I was cruising toward Blackfriars Bridge, south to the beckoning Thames. I rise early for my permitted “one form of exercise a day” — cycling seems the best way to keep 2 metres apart and so I discover I am becoming a more confident cyclist. Disquieting, however, to feel proud of my improving skills, knowing they are thanks to the streets eerily emptied by COVID-19. Ordinarily the City would be thick with cars and trucks and buses, but not this morning, not any morning now.

But I still stop at traffic lights, even when there’s no traffic: a good habit is hard to break.
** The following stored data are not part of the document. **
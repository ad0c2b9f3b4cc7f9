//! Text anonymization for stable issue titles.
//!
//! Crash output is full of run-specific noise: pointer values, sanitizer pid
//! banners, thread tags, call-argument values. Two reproductions of the same
//! bug must anonymize to byte-identical titles, since the title is the
//! deduplication key. Every replacement placeholder is a fixed point of its
//! own rule, which makes the whole transform idempotent.

use super::patterns::{
    RE_HEX_ADDRESS, RE_INT_LITERAL, RE_JOB_CONTROL, RE_PARENS, RE_PID_BANNER, RE_THREAD_TAG,
    RE_WHITESPACE,
};

/// Placeholder for pointer-sized hex values.
pub const ADDRESS_PLACEHOLDER: &str = "0xADDRESS";
/// Placeholder for the sanitizer pid banner.
pub const PID_PLACEHOLDER: &str = "==1==";
/// Placeholder for integer literals in the strict hashable form.
pub const NUMBER_PLACEHOLDER: &str = "<NUMBER>";

/// Anonymize a title candidate.
///
/// Applies, in order: hex-address replacement, pid-banner collapse,
/// thread-tag removal, shell job-control collapse, removal of every
/// parenthesized substring (innermost first, so nesting unwinds fully),
/// and whitespace normalization.
pub fn anonymize_title(text: &str) -> String {
    let text = RE_HEX_ADDRESS.replace_all(text, ADDRESS_PLACEHOLDER);
    let text = RE_PID_BANNER.replace_all(&text, PID_PLACEHOLDER);
    let text = RE_THREAD_TAG.replace_all(&text, "");
    let mut text = RE_JOB_CONTROL.replace_all(&text, "$1").into_owned();
    loop {
        let stripped = RE_PARENS.replace_all(&text, "").into_owned();
        if stripped == text {
            break;
        }
        text = stripped;
    }
    RE_WHITESPACE.replace_all(&text, " ").trim().to_string()
}

/// Anonymize raw output for the strict, hash-based dedup form: the title
/// transform plus `<NUMBER>` substitution inside UBSAN runtime-error lines,
/// so differing literal values in the diagnostic do not split one bug into
/// many.
pub fn anonymize_output(text: &str) -> String {
    let lines: Vec<String> = text
        .lines()
        .map(|line| {
            if line.contains("runtime error:") {
                RE_INT_LITERAL.replace_all(line, NUMBER_PLACEHOLDER).into_owned()
            } else {
                line.to_string()
            }
        })
        .collect();
    anonymize_title(&lines.join("\n"))
}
So I rolled to a halt on New Bridge Street, looking left and looking right for good measure — and there he was, a gorgeous Harris hawk, perched on the arm of his keeper, fiercely tearing at some scraps of raw meat. A raptor’s breakfast in the London sunshine. No one else on the pavement but falcon and falconer, like something from a medieval painting sprung to life.
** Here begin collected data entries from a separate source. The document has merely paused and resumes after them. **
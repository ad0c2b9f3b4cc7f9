//! Fuzz and coverage statistics: parsed per instance, merged additively.
//!
//! The stats format is the AFL-style `fuzzer_stats` key/value file. A
//! malformed or missing file degrades to zeros with a warning; statistics
//! never abort a harvest.

use chrono::{DateTime, TimeZone, Utc};
use serde::{Deserialize, Serialize};
use std::collections::HashMap;
use std::path::Path;
use tracing::warn;

/// Aggregate fuzzing statistics across instances.
#[derive(Debug, Clone, Default, PartialEq, Serialize, Deserialize)]
pub struct FuzzStats {
    /// Number of instances merged in
    pub instances: u64,
    pub execs_done: u64,
    pub execs_per_sec: f64,
    pub crashes: u64,
    pub hangs: u64,
    /// Earliest instance start
    pub start_time: Option<DateTime<Utc>>,
    /// Latest instance update
    pub last_update: Option<DateTime<Utc>>,
}

impl FuzzStats {
    /// Parse one instance's `fuzzer_stats` file. Unknown keys are ignored,
    /// missing keys default to zero.
    pub fn from_stats_file(path: &Path) -> Self {
        let text = match std::fs::read_to_string(path) {
            Ok(text) => text,
            Err(e) => {
                warn!(path = %path.display(), error = %e, "unreadable fuzzer_stats, using defaults");
                return Self::default();
            }
        };
        Self::parse(&text)
    }

    /// Parse `key : value` lines.
    pub fn parse(text: &str) -> Self {
        let fields: HashMap<&str, &str> = text
            .lines()
            .filter_map(|line| {
                let (key, value) = line.split_once(':')?;
                Some((key.trim(), value.trim()))
            })
            .collect();

        let num = |key: &str| -> u64 {
            fields
                .get(key)
                .and_then(|v| v.parse().ok())
                .unwrap_or_default()
        };
        let timestamp = |key: &str| -> Option<DateTime<Utc>> {
            let secs: i64 = fields.get(key)?.parse().ok()?;
            Utc.timestamp_opt(secs, 0).single()
        };

        Self {
            instances: 1,
            execs_done: num("execs_done"),
            execs_per_sec: fields
                .get("execs_per_sec")
                .and_then(|v| v.parse().ok())
                .unwrap_or_default(),
            crashes: num("unique_crashes").max(num("saved_crashes")),
            hangs: num("unique_hangs").max(num("saved_hangs")),
            start_time: timestamp("start_time"),
            last_update: timestamp("last_update"),
        }
    }

    /// Additive merge: counts sum, first/last event timestamps take
    /// min/max respectively.
    pub fn merge(&mut self, other: &FuzzStats) {
        self.instances += other.instances;
        self.execs_done += other.execs_done;
        self.execs_per_sec += other.execs_per_sec;
        self.crashes += other.crashes;
        self.hangs += other.hangs;
        self.start_time = match (self.start_time, other.start_time) {
            (Some(a), Some(b)) => Some(a.min(b)),
            (a, b) => a.or(b),
        };
        self.last_update = match (self.last_update, other.last_update) {
            (Some(a), Some(b)) => Some(a.max(b)),
            (a, b) => a.or(b),
        };
    }
}

/// Coverage hit counts, merged additively.
#[derive(Debug, Clone, Default, PartialEq, Eq, Serialize, Deserialize)]
pub struct CoverageStats {
    pub basic_blocks: u64,
    pub lines: u64,
    pub functions: u64,
}

impl CoverageStats {
    pub fn merge(&mut self, other: &CoverageStats) {
        self.basic_blocks += other.basic_blocks;
        self.lines += other.lines;
        self.functions += other.functions;
    }
}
I should qualify, I suppose. I have seen hawks before in London; they’re an accepted form of pest control. Pigeons tend to keep away if they know Death might come swooping down. I should qualify, too, calling that snacking bird of prey “he”: striking the assumptions one makes. I met the eye of the bird’s keeper, who smiled at me and I smiled back — even without a hawk as a mutual point of interest, I have found a smile goes along way to bridge social distance, and I intend to keep smiling at strangers when we’re all out of quarantine.

The light changed: I didn’t push off for the bridge. Because it was so quiet, there was no traffic behind me, no other bikes; I could take my time and gaze at the fierce bird, absorbed in himself yet so aware of the world. His tawny brown feathers, briefly ruffled by the spring morning’s breeze; that bold black eye, that sharp, tearing beak. How extraordinary to see this wild creature on an empty London street! I recalled one of my favourite books of the last decade, Helen Macdonald’s beautiful memoir, H is for Hawk. In it Macdonald’s mourning for her late father is entwined with her decision to train a goshawk, the wildness of grief subsumed into the wildness of the bird, a creature knowable and unknowable all at once. “Half the time she seems as alien as a snake, a thing hammered of metal and scales and glass,” Macdonald writes.
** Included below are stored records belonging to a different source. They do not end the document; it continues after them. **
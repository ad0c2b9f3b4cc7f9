//! Triage engine for fuzz-testing campaigns.
//!
//! Takes the raw artifacts of a fuzzing run (crash/hang sample files, the
//! target binary, captured process output) and turns them into deduplicated,
//! titled issue cards: each run is classified into a severity-ordered verdict,
//! a stable bug location is extracted from whichever trace format the run
//! produced, and the anonymized title serves as the deduplication key.

/// Crate error types
pub mod error;
/// Tracing/logging initialization
pub mod logging;

/// Verdict taxonomy and output classification
pub mod verdict;

/// Location extraction, anonymization, and the regex pattern set
pub mod triage;

/// Issue card record type
pub mod issue;

/// Fuzzer family registry and sample masks
pub mod fuzzers;

/// Fuzz/coverage statistics parsing and merging
pub mod stats;

/// Crash/hang reproduction against the target binary
pub mod repro;

/// Campaign-wide fan-out, deduplication, and report assembly
pub mod harvest;

pub use error::{Result, TriageToolError};
pub use harvest::{CampaignBinding, HarvestReport, Harvester};
pub use issue::IssueCard;
pub use verdict::{classify, Verdict};
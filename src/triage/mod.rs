//! Triage primitives: trace parsing, location extraction, anonymization.
//!
//! Everything in this module is pure and stateless: safe to call from any
//! number of threads, total over arbitrary (attacker-influenced) input.

pub mod anonymize;
pub mod location;
pub mod patterns;
pub mod stepping;

pub use anonymize::{anonymize_output, anonymize_title};
pub use location::{extract_crash_location, extract_hang_location};
pub use stepping::stepping_transcript;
She harks back to a book she loved as a girl, T. H. White’s own account of training such a bird, The Goshawk, first published in 1951. White is best known for his marvellous retelling of the legend of King Arthur, The Once and Future King; The Goshawk is a very different kind of book, beautiful and brutal. Both books are about a longing for wilderness, a wish, almost, to for the human self to disappear into that which is wild. The lone falcon soars up into the sky, seeking its prey, ruthless and pure.

It seems we are the mercy of the wild, right now. Our human skill at taming the natural world is revealed, in these spring days of the year 2020, to be far more fragile than most of us ever would have thought, and wilderness re-enters our lives in surprising ways, whether it is the canals of Venice re-inhabited by fish and crabs now that the tourist boats don’t chug through the water all day every day; or it might be simply the sight of a blue sky unmarked by the contrails of jet planes. I no longer take for granted my ability to simply go outside: so when I do, it’s the natural world I notice, the birdsong, the blooming spring flowers, the green of a budding tree over my garden.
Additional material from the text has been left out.